[Your objective] Which of the lines below contain the string "RecordingHealthReporter"? Copy each one.

#### Records provided ####

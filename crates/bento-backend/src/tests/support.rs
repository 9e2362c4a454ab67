//! Shared helpers for the backend test suites.

use std::io::{BufRead, BufReader, Write};
use std::net::{SocketAddr, TcpStream};
use std::sync::{Arc, Mutex};
use std::thread::{self, JoinHandle};
use std::time::Duration;

use bento_config::{Config, ConfigError, LogFormat};

use crate::bootstrap::{BootstrapError, ConfigLoader, bootstrap_with};
use crate::health::HealthReporter;
use crate::server::{ServeError, ServerState};
use crate::steps::RunningTotal;

/// Loader that binds an ephemeral loopback port with logging switched off.
pub struct TestConfigLoader {
    port: u16,
}

impl TestConfigLoader {
    /// Loader for an ephemeral port.
    #[must_use]
    pub fn new() -> Self {
        Self::with_port(0)
    }

    /// Loader for a specific port.
    #[must_use]
    pub fn with_port(port: u16) -> Self {
        Self { port }
    }
}

impl ConfigLoader for TestConfigLoader {
    fn load(&self) -> Result<Config, ConfigError> {
        Ok(Config {
            port: self.port,
            host: "127.0.0.1".into(),
            log_filter: "off".into(),
            log_format: LogFormat::Compact,
        })
    }
}

/// Loader that fails by passing an unknown log format.
pub struct FailingConfigLoader;

impl ConfigLoader for FailingConfigLoader {
    fn load(&self) -> Result<Config, ConfigError> {
        Config::load_from_iter(["bento-backend", "--port", "0", "--log-format", "xml"])
    }
}

/// Records health events for assertions.
#[derive(Default)]
pub struct RecordingHealthReporter {
    events: Mutex<Vec<HealthEvent>>,
}

impl RecordingHealthReporter {
    /// Captures a copy of the recorded events.
    pub fn events(&self) -> Vec<HealthEvent> {
        self.events
            .lock()
            .expect("health reporter mutex poisoned")
            .clone()
    }

    fn record(&self, event: HealthEvent) {
        self.events
            .lock()
            .expect("health reporter mutex poisoned")
            .push(event);
    }
}

impl HealthReporter for RecordingHealthReporter {
    fn bootstrap_starting(&self) {
        self.record(HealthEvent::BootstrapStarting);
    }

    fn bootstrap_succeeded(&self, _config: &Config, _local_addr: SocketAddr) {
        self.record(HealthEvent::BootstrapSucceeded);
    }

    fn bootstrap_failed(&self, error: &BootstrapError) {
        self.record(HealthEvent::BootstrapFailed(error.to_string()));
    }

    fn state_changed(&self, state: ServerState) {
        self.record(HealthEvent::StateChanged(state));
    }

    fn connection_accepted(&self, _peer: SocketAddr) {
        self.record(HealthEvent::ConnectionAccepted);
    }

    fn session_closed(&self, served: usize) {
        self.record(HealthEvent::SessionClosed(served));
    }

    fn session_failed(&self, error: &ServeError) {
        self.record(HealthEvent::SessionFailed(error.to_string()));
    }
}

/// Structured health events tracked during tests.
#[derive(Debug, Clone, PartialEq, Eq)]
pub enum HealthEvent {
    /// Bootstrap started.
    BootstrapStarting,
    /// Bootstrap completed successfully.
    BootstrapSucceeded,
    /// Bootstrap failed with an error description.
    BootstrapFailed(String),
    /// The server moved to a new state.
    StateChanged(ServerState),
    /// The runner connected.
    ConnectionAccepted,
    /// The runner disconnected after the given number of requests.
    SessionClosed(usize),
    /// Serving stopped with an error description.
    SessionFailed(String),
}

/// A bootstrapped score backend serving on a background thread.
pub struct RunningBackend {
    pub addr: SocketAddr,
    pub reporter: Arc<RecordingHealthReporter>,
    handle: JoinHandle<Result<usize, ServeError>>,
}

impl RunningBackend {
    /// Bootstraps with [`TestConfigLoader`] and starts serving.
    pub fn start() -> Self {
        let reporter = Arc::new(RecordingHealthReporter::default());
        let backend = bootstrap_with::<RunningTotal>(&TestConfigLoader::new(), reporter.clone())
            .expect("bootstrap should succeed");
        let addr = backend.local_addr();
        let handle = thread::spawn(move || backend.serve(RunningTotal::default()));
        Self {
            addr,
            reporter,
            handle,
        }
    }

    /// Connects a runner client.
    pub fn connect(&self) -> RunnerClient {
        RunnerClient::connect(self.addr)
    }

    /// Waits for the serving thread to finish.
    pub fn join(self) -> Result<usize, ServeError> {
        self.handle.join().expect("serving thread panicked")
    }
}

/// Minimal stand-in for the runner's side of the connection.
pub struct RunnerClient {
    writer: TcpStream,
    reader: BufReader<TcpStream>,
}

impl RunnerClient {
    /// Connects to the backend with a read timeout.
    pub fn connect(addr: SocketAddr) -> Self {
        let stream = TcpStream::connect(addr).expect("connect to backend");
        stream
            .set_read_timeout(Some(Duration::from_secs(5)))
            .expect("set read timeout");
        let reader = BufReader::new(stream.try_clone().expect("clone stream"));
        Self {
            writer: stream,
            reader,
        }
    }

    /// Sends one raw line and reads the response line, without its newline.
    ///
    /// Returns an empty string when the backend closed the connection.
    pub fn exchange(&mut self, line: &str) -> String {
        self.writer.write_all(line.as_bytes()).expect("write request");
        self.writer.write_all(b"\n").expect("write newline");
        self.writer.flush().expect("flush request");
        let mut response = String::new();
        self.reader
            .read_line(&mut response)
            .expect("read response");
        response.trim_end().to_owned()
    }

    /// Sends a step request built from a sentence and its arguments.
    pub fn step(&mut self, sentence: &str, args: &[&str]) -> String {
        let request = serde_json::json!({ "sentence": sentence, "args": args });
        self.exchange(&request.to_string())
    }

    /// Asks for the sentence list.
    pub fn sentences(&mut self) -> String {
        self.exchange(r#"{"special":"sentences"}"#)
    }
}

####

[Your response]
pub struct RecordingHealthReporter {
impl RecordingHealthReporter {
impl HealthReporter for RecordingHealthReporter {
    pub reporter: Arc<RecordingHealthReporter>,
        let reporter = Arc::new(RecordingHealthReporter::default());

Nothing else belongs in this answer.